04-20-2018, 06:29 PM
(04-19-2018, 02:39 PM)Eric the Green Wrote: So far, the Trump wing continues to support the actual Trump, who has pretty much deferred to the pro-business small government wing. Trump's recent tariff tough talk and a few actions have satisfied the so-called populist wing's aspirations, which is populist ONLY in its anti-free-trade positions. But even then, he is backtracking on this rather substantially, only just weeks after going there. The other big aspect of the Trump wing is not populist, but closet racist and openly xenophobic. That is not populist at all, but does appeal to popular fears and prejudices, which alarms some in the pro-business wing. The GOP has a third wing too, the religious right, which is somewhat dormant but not absent, though it has (Mormons excepted) mostly climbed into bed with the Trump wing.Trump is working on a long term trade deal with China that will be much more beneficial to American workers and American business in general.
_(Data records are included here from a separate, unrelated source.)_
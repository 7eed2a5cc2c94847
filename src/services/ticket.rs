//! Ticket service
//!
//! Inventory management for paid events plus the availability read path.
//! The availability answer and the registration engine share the same
//! classification on the ticket model so the two can never disagree.

use chrono::Utc;
use tracing::{debug, info};

use crate::database::repositories::{EventRepository, TicketRepository};
use crate::models::event::Event;
use crate::models::ticket::{NewTicket, Ticket, TicketAvailability, UpdateTicketRequest};
use crate::models::user::AuthContext;
use crate::services::event::authorize_event_access;
use crate::utils::errors::{EventlyError, Result};

#[derive(Clone)]
pub struct TicketService {
    tickets: TicketRepository,
    events: EventRepository,
}

impl TicketService {
    pub fn new(tickets: TicketRepository, events: EventRepository) -> Self {
        Self { tickets, events }
    }

    /// Add a ticket type to an existing event
    pub async fn create_ticket(
        &self,
        event_id: i64,
        ticket: NewTicket,
        ctx: &AuthContext,
    ) -> Result<Ticket> {
        let event = self.require_event(event_id).await?;
        authorize_event_access(&event, ctx)?;

        if event.is_free {
            return Err(EventlyError::Validation(
                "Cannot add tickets to a free event".to_string(),
            ));
        }

        validate_ticket_fields(
            ticket.price,
            ticket.quantity_total,
            ticket.sales_start,
            ticket.sales_end,
            &event,
        )?;

        let created = self.tickets.create(event_id, &ticket).await?;
        info!(
            ticket_id = created.id,
            event_id = event_id,
            "Ticket created"
        );

        Ok(created)
    }

    /// Update a ticket type. The quantity can never drop below what has
    /// already been sold.
    pub async fn update_ticket(
        &self,
        ticket_id: i64,
        request: UpdateTicketRequest,
        ctx: &AuthContext,
    ) -> Result<Ticket> {
        let existing = self.require_ticket(ticket_id).await?;
        let event = self.require_event(existing.event_id).await?;
        authorize_event_access(&event, ctx)?;

        let price = request.price.unwrap_or(existing.price);
        let quantity_total = request.quantity_total.unwrap_or(existing.quantity_total);
        let sales_start = request.sales_start.unwrap_or(existing.sales_start);
        let sales_end = request.sales_end.unwrap_or(existing.sales_end);

        validate_ticket_fields(price, quantity_total, sales_start, sales_end, &event)?;

        if quantity_total < existing.quantity_sold {
            return Err(EventlyError::Validation(
                "Cannot reduce ticket quantity below the number already sold".to_string(),
            ));
        }

        let updated = self.tickets.update(ticket_id, &request).await?;
        info!(ticket_id = ticket_id, "Ticket updated");

        Ok(updated)
    }

    /// Delete a ticket type. Tickets with recorded sales are kept for the
    /// purchase history and can only be deactivated.
    pub async fn delete_ticket(&self, ticket_id: i64, ctx: &AuthContext) -> Result<()> {
        let existing = self.require_ticket(ticket_id).await?;
        let event = self.require_event(existing.event_id).await?;
        authorize_event_access(&event, ctx)?;

        if existing.quantity_sold > 0 {
            return Err(EventlyError::Validation(
                "Cannot delete a ticket that has been purchased".to_string(),
            ));
        }

        self.tickets.delete(ticket_id).await?;
        info!(ticket_id = ticket_id, "Ticket deleted");

        Ok(())
    }

    /// Active ticket types for an event, cheapest first
    pub async fn get_tickets_by_event(&self, event_id: i64) -> Result<Vec<Ticket>> {
        self.require_event(event_id).await?;
        self.tickets.find_active_by_event(event_id).await
    }

    /// Get ticket by ID
    pub async fn get_ticket_by_id(&self, ticket_id: i64) -> Result<Ticket> {
        self.require_ticket(ticket_id).await
    }

    /// Classify a ticket's purchasability right now
    pub async fn check_availability(&self, ticket_id: i64) -> Result<TicketAvailability> {
        let ticket = self.require_ticket(ticket_id).await?;
        let event = self.require_event(ticket.event_id).await?;

        let availability = ticket.availability(event.status, Utc::now());
        debug!(
            ticket_id = ticket_id,
            available = availability.available,
            "Checked ticket availability"
        );

        Ok(availability)
    }

    async fn require_event(&self, event_id: i64) -> Result<Event> {
        self.events
            .find_by_id(event_id)
            .await?
            .ok_or(EventlyError::NotFound {
                entity: "Event",
                id: event_id,
            })
    }

    async fn require_ticket(&self, ticket_id: i64) -> Result<Ticket> {
        self.tickets
            .find_by_id(ticket_id)
            .await?
            .ok_or(EventlyError::NotFound {
                entity: "Ticket",
                id: ticket_id,
            })
    }
}

fn validate_ticket_fields(
    price: rust_decimal::Decimal,
    quantity_total: i32,
    sales_start: chrono::DateTime<Utc>,
    sales_end: chrono::DateTime<Utc>,
    event: &Event,
) -> Result<()> {
    if price.is_sign_negative() {
        return Err(EventlyError::Validation(
            "Ticket price cannot be negative".to_string(),
        ));
    }

    if quantity_total < 1 {
        return Err(EventlyError::Validation(
            "Ticket quantity must be positive".to_string(),
        ));
    }

    if sales_end <= sales_start {
        return Err(EventlyError::Validation(
            "Ticket sales end date must be after sales start date".to_string(),
        ));
    }

    if sales_end > event.end_date_time {
        return Err(EventlyError::Validation(
            "Ticket sales cannot end after the event ends".to_string(),
        ));
    }

    Ok(())
}
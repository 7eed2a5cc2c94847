//! Registration service
//!
//! The front door of the registration engine. Validation runs here against
//! a snapshot of the event; the repository re-checks capacity and inventory
//! under locks when it commits, so a stale snapshot can reject early but
//! can never oversell.

use chrono::{DateTime, Utc};
use tracing::debug;

use crate::config::Settings;
use crate::database::repositories::{
    EventRepository, ParticipantRepository, PurchaseCommand, RegistrationCommand,
    RegistrationRepository, ResolvedResponse, TicketRepository,
};
use crate::models::event::EventWithDetails;
use crate::models::pagination::{Page, Pagination};
use crate::models::registration::{
    Registration, RegistrationDetails, RegistrationFilters, RegistrationRequest,
    RegistrationStatus,
};
use crate::models::ticket::Ticket;
use crate::models::user::AuthContext;
use crate::utils::errors::{EventlyError, Result};
use crate::utils::logging::{log_registration, log_registration_rejected};

#[derive(Clone)]
pub struct RegistrationService {
    registrations: RegistrationRepository,
    events: EventRepository,
    tickets: TicketRepository,
    participants: ParticipantRepository,
    settings: Settings,
}

impl RegistrationService {
    pub fn new(
        registrations: RegistrationRepository,
        events: EventRepository,
        tickets: TicketRepository,
        participants: ParticipantRepository,
        settings: Settings,
    ) -> Self {
        Self {
            registrations,
            events,
            tickets,
            participants,
            settings,
        }
    }

    /// Register a participant for an event.
    ///
    /// Runs the full validation sequence, then hands a pre-validated command
    /// to the repository for the atomic commit and returns the hydrated
    /// registration.
    pub async fn register_for_event(
        &self,
        request: RegistrationRequest,
    ) -> Result<RegistrationDetails> {
        let result = self.try_register(&request).await;

        if let Err(err) = &result {
            if err.is_client_error() {
                log_registration_rejected(request.event_id, err.kind(), &err.to_string());
            }
        }

        result
    }

    async fn try_register(&self, request: &RegistrationRequest) -> Result<RegistrationDetails> {
        let details = self
            .events
            .find_with_details(request.event_id)
            .await?
            .ok_or(EventlyError::NotFound {
                entity: "Event",
                id: request.event_id,
            })?;

        // Fetched separately from the hydrated event so inactive tickets
        // still classify as unavailable rather than unknown
        let ticket = match (details.event.is_free, request.ticket_id) {
            (false, Some(ticket_id)) => self.tickets.find_by_id(ticket_id).await?,
            _ => None,
        };

        let validated = validate_registration(
            &details,
            ticket.as_ref(),
            request,
            Utc::now(),
            self.settings.registration.max_quantity_per_purchase,
        )?;

        let command = RegistrationCommand {
            event_id: request.event_id,
            profile: request.participant.clone(),
            user_id: request.user_id,
            purchase: validated.purchase,
            responses: validated.responses,
        };

        let registration_id = self.registrations.register(&self.participants, &command).await?;

        let registration = self
            .registrations
            .find_details(registration_id)
            .await?
            .ok_or(EventlyError::NotFound {
                entity: "Registration",
                id: registration_id,
            })?;

        log_registration(
            registration.registration.id,
            registration.registration.event_id,
            registration.participant.id,
            registration.purchase.is_some(),
        );

        Ok(registration)
    }

    /// List registrations, scoped to what the caller may see
    pub async fn get_registrations(
        &self,
        filters: RegistrationFilters,
        ctx: &AuthContext,
        page: Page,
    ) -> Result<(Vec<Registration>, Pagination)> {
        if page.limit < 1 || page.limit > self.settings.registration.max_page_size {
            return Err(EventlyError::Validation(format!(
                "Limit must be between 1 and {}",
                self.settings.registration.max_page_size
            )));
        }

        let (registrations, total) = self.registrations.list(&filters, ctx, page).await?;
        Ok((registrations, Pagination::new(total, page)))
    }

    /// Fetch one registration with its purchase and responses
    pub async fn get_registration_by_id(
        &self,
        registration_id: i64,
        ctx: &AuthContext,
    ) -> Result<RegistrationDetails> {
        let details = self.require_details(registration_id).await?;
        self.authorize_registration_access(&details, ctx)?;
        Ok(details)
    }

    /// Cancel a registration. The row is kept with CANCELLED status and the
    /// participant record is never touched.
    // TODO: release ticket inventory once the refund flow exists
    pub async fn cancel_registration(
        &self,
        registration_id: i64,
        ctx: &AuthContext,
    ) -> Result<Registration> {
        let details = self.require_details(registration_id).await?;
        self.authorize_registration_access(&details, ctx)?;

        if details.registration.status == RegistrationStatus::Cancelled {
            return Err(EventlyError::Validation(
                "Registration is already cancelled".to_string(),
            ));
        }

        let registration = self
            .registrations
            .update_status(registration_id, RegistrationStatus::Cancelled)
            .await?;

        debug!(
            registration_id = registration_id,
            user_id = ctx.user_id,
            "Registration cancelled"
        );

        Ok(registration)
    }

    async fn require_details(&self, registration_id: i64) -> Result<RegistrationDetails> {
        self.registrations
            .find_details(registration_id)
            .await?
            .ok_or(EventlyError::NotFound {
                entity: "Registration",
                id: registration_id,
            })
    }

    fn authorize_registration_access(
        &self,
        details: &RegistrationDetails,
        ctx: &AuthContext,
    ) -> Result<()> {
        let own = details.registration.user_id == Some(ctx.user_id);
        let organiser = details.event.organiser_id == ctx.user_id;

        if ctx.is_admin() || own || organiser {
            return Ok(());
        }

        Err(EventlyError::Authorization(
            "You do not have access to this registration".to_string(),
        ))
    }
}

/// Outcome of request validation, ready to hand to the repository
#[derive(Debug, Clone)]
pub struct ValidatedRegistration {
    pub purchase: Option<PurchaseCommand>,
    pub responses: Vec<ResolvedResponse>,
}

/// Validate a registration request against the event snapshot.
///
/// Checks run in a fixed order: capacity, event status, ticket selection
/// and availability for paid events, then the question responses. The
/// `ticket` argument is the pre-fetched row for `request.ticket_id`, or
/// None when it does not exist.
pub fn validate_registration(
    event: &EventWithDetails,
    ticket: Option<&Ticket>,
    request: &RegistrationRequest,
    now: DateTime<Utc>,
    max_quantity_per_purchase: i32,
) -> Result<ValidatedRegistration> {
    use crate::models::event::EventStatus;

    if event.registration_count >= event.event.capacity as i64 {
        return Err(EventlyError::CapacityExceeded {
            event_id: event.event.id,
            capacity: event.event.capacity,
        });
    }

    if event.event.status != EventStatus::Published {
        return Err(EventlyError::Validation(
            "Event is not open for registration".to_string(),
        ));
    }

    let purchase = if event.event.is_free {
        None
    } else {
        let (Some(ticket_id), Some(quantity)) = (request.ticket_id, request.quantity) else {
            return Err(EventlyError::MissingTicketSelection);
        };

        if quantity < 1 {
            return Err(EventlyError::Validation(
                "Quantity must be at least 1".to_string(),
            ));
        }

        if quantity > max_quantity_per_purchase {
            return Err(EventlyError::Validation(format!(
                "Quantity cannot exceed {max_quantity_per_purchase} tickets per registration"
            )));
        }

        let ticket = ticket
            .filter(|t| t.event_id == event.event.id)
            .ok_or(EventlyError::NotFound {
                entity: "Ticket",
                id: ticket_id,
            })?;

        let availability = ticket.availability(event.event.status, now);
        if !availability.available {
            return Err(EventlyError::TicketUnavailable {
                ticket_id,
                reason: availability
                    .reason
                    .unwrap_or_else(|| "Ticket is not available".to_string()),
            });
        }

        if quantity > availability.available_quantity {
            return Err(EventlyError::TicketUnavailable {
                ticket_id,
                reason: "Selected ticket quantity not available".to_string(),
            });
        }

        Some(PurchaseCommand {
            ticket_id,
            quantity,
        })
    };

    for question in &event.questions {
        if !question.is_required {
            continue;
        }

        let answered = request.responses.iter().any(|answer| {
            answer.question_id == question.question_id && !answer.response_text.trim().is_empty()
        });

        if !answered {
            return Err(EventlyError::MissingRequiredResponse {
                question_id: question.question_id,
                question_text: question.question_text.clone(),
            });
        }
    }

    let mut responses = Vec::with_capacity(request.responses.len());
    for answer in &request.responses {
        let question = event
            .questions
            .iter()
            .find(|q| q.question_id == answer.question_id)
            .ok_or(EventlyError::InvalidQuestionReference {
                question_id: answer.question_id,
            })?;

        let text = answer.response_text.trim();
        if text.is_empty() {
            continue;
        }

        responses.push(ResolvedResponse {
            event_question_id: question.id,
            response_text: text.to_string(),
        });
    }

    Ok(ValidatedRegistration {
        purchase,
        responses,
    })
}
The Democratic disadvantaged social groups wing, sometimes called left identity politics, is somewhat but not fully distinct from the populist liberal wing, which seeks the social services and regulations opposed by the pro-business anti-government wing. So these two wings are both polarized against the Trump and pro-business (libertarian economics) wings of the GOP. Democrats are not neo-liberals; that's the same as the pro-business wing of the GOP. But some Democrats are more moderate on the real populist or neo-socialist issues, and thus might incorrectly be called neo-liberal. These are just center-leftists or 1990s-style new democrats. The secular, pro-science wing of the Democrats, opposed to the religious right, are the Democratic practitioners of the culture wars, which could be lumped in with the identity politics populists that focus on disadvantaged groups, since they have the same opponents among the racists and the religious right adherents who are frequently the same prejudiced and fearful people, especially in the South.
Sure, the Democrats can work together, since they have the same opponents; those who represent the 1% and anti-government social action. The resentment of welfare given to disadvantaged groups cements the religious right and racist xenophobes together with the pro-business wing that hates social government and taxes. The Democrats then need to cement together the disadvantaged groups (a long but more accurate word than "minorities") with those who are only economically disadvantaged, because the policies for solution are the same for both, and the policies that are the problem are the same too. But just taking the House will not be enough to do anything more than put a few more roadblocks in the path of Trump's great america again. Nothing more can be expected from that.